Dwivedi described transformation as a continuous state for modern enterprises rather than a one-time initiative. In his view, AI has dramatically altered both the pace and economics of enterprise modernization. “The speed of transformation has advanced exponentially,” he noted, pointing to how large banking and payments transformation programs that once required years of execution and massive financial commitments can now move faster with stronger and more measurable returns.
For organizations facing mounting pressure to modernize legacy systems while balancing cost and regulatory accountability, that shift is significant. Faster deployment cycles and clearer ROI models are making enterprise-scale transformation more achievable and easier to justify at the executive level.
Yet the discussion quickly moved beyond efficiency metrics and technology optimism. Logue brought attention to the human dimension of transformation, highlighting that while AI may unlock new operational possibilities, organizations still need to bring people along through the journey. That observation became central to the discussion.
Dwivedi acknowledged that the biggest barriers to AI adoption are often not technical limitations, but organizational resistance, workforce anxiety, and the inability to build confidence in new systems. “People are unable to adopt because they are unable to trust,” he said, capturing one of the defining tensions now emerging across enterprises globally.
The conversation reflected a growing concern within financial services that AI capabilities are advancing much faster than organizational readiness. While technology adoption curves continue to accelerate, many enterprises are discovering that value realization weakens when employees struggle to adapt to new workflows and decision-making models. As Dwivedi observed, “The ROI falls through when the adoption is falling behind the technology curve.”

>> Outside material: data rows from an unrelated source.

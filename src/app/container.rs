use std::path::PathBuf;
use std::sync::Arc;

use crate::adapters::{Config, FfmpegBackend};
use crate::app::{anchor_interactor::AnchorInteractor, clip_interactor::ClipInteractor};
use crate::error::MatchVideoResult;
use crate::ports::MediaBackend;

/// Wires the interactors to a media backend
pub struct AppContainer {
    anchor_interactor: Arc<AnchorInteractor>,
    clip_interactor: Arc<ClipInteractor>,
}

impl AppContainer {
    /// Build the container around the ffmpeg backend described by `config`
    pub fn new(config: &Config) -> MatchVideoResult<Self> {
        let backend = Arc::new(FfmpegBackend::new(config)?);
        Ok(Self::with_backend(backend, config.temp_dir.clone()))
    }

    /// Build the container around any backend
    pub fn with_backend(backend: Arc<dyn MediaBackend>, temp_root: Option<PathBuf>) -> Self {
        let anchor_interactor = Arc::new(AnchorInteractor::new(Arc::clone(&backend)));
        let clip_interactor = Arc::new(ClipInteractor::new(
            backend,
            Arc::clone(&anchor_interactor),
            temp_root,
        ));

        Self {
            anchor_interactor,
            clip_interactor,
        }
    }

    pub fn anchor_interactor(&self) -> Arc<AnchorInteractor> {
        Arc::clone(&self.anchor_interactor)
    }

    pub fn clip_interactor(&self) -> Arc<ClipInteractor> {
        Arc::clone(&self.clip_interactor)
    }
}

That challenge becomes even more pronounced in regulated industries such as banking and payments where trust, governance, explainability, and accountability are foundational requirements. The discussion emphasized that AI transformation cannot succeed through technology deployment alone. It requires organizations to rethink leadership, workforce enablement, and operational governance at the same pace as technical modernization.
One of the most compelling aspects of the session was its focus on the changing nature of talent itself. Dwivedi explained that organizations are no longer evaluating technical professionals solely on their ability to write code. Increasingly, the more valuable capability lies in judgment — the ability to evaluate AI-generated outputs, identify risk, understand regulatory implications, and guide systems responsibly.
In one of the session’s most striking observations, he remarked that “implementation has become cheap, but the cost of bad judgment has become extremely costly.” The statement captured a profound shift now unfolding across technology-led enterprises. As AI lowers the barriers to execution, the strategic differentiator is becoming human oversight, contextual thinking, and the ability to make sound decisions in increasingly automated environments.
The implications for financial institutions are substantial. As AI becomes more deeply integrated into customer experience, fraud management, compliance operations, and enterprise workflows, organizations will face growing pressure to ensure that systems remain fair, unbiased, transparent, and regulator-ready. Human judgment, the discussion suggested, is becoming more important — not less — in the age of intelligent systems.
The conversation also offered insight into how large enterprises are approaching workforce transformation at scale. Infosys, with its workforce of approximately 400,000 employees globally, has reportedly analyzed roles and workflows across multiple personas to better understand how AI intersects with day-to-day operations and organizational processes. The exercise reflects a broader realization taking shape across industries that AI transformation is not merely about automating work, but redesigning how work itself is structured and governed.
For Canada’s banking and payments ecosystem, the discussion carried broader strategic relevance. The country’s financial sector is simultaneously pursuing modernization, operational resilience, innovation, and regulatory discipline. AI may accelerate each of those ambitions, but the session made clear that sustainable transformation will ultimately depend on leadership maturity, workforce adaptability, and an organization’s ability to build trust alongside innovation.
Rather than positioning AI as a replacement for human capability, the discussion presented a more balanced and ultimately more credible vision of the future — one where competitive advantage belongs to organizations capable of combining intelligent systems with thoughtful leadership, responsible governance, and human judgment.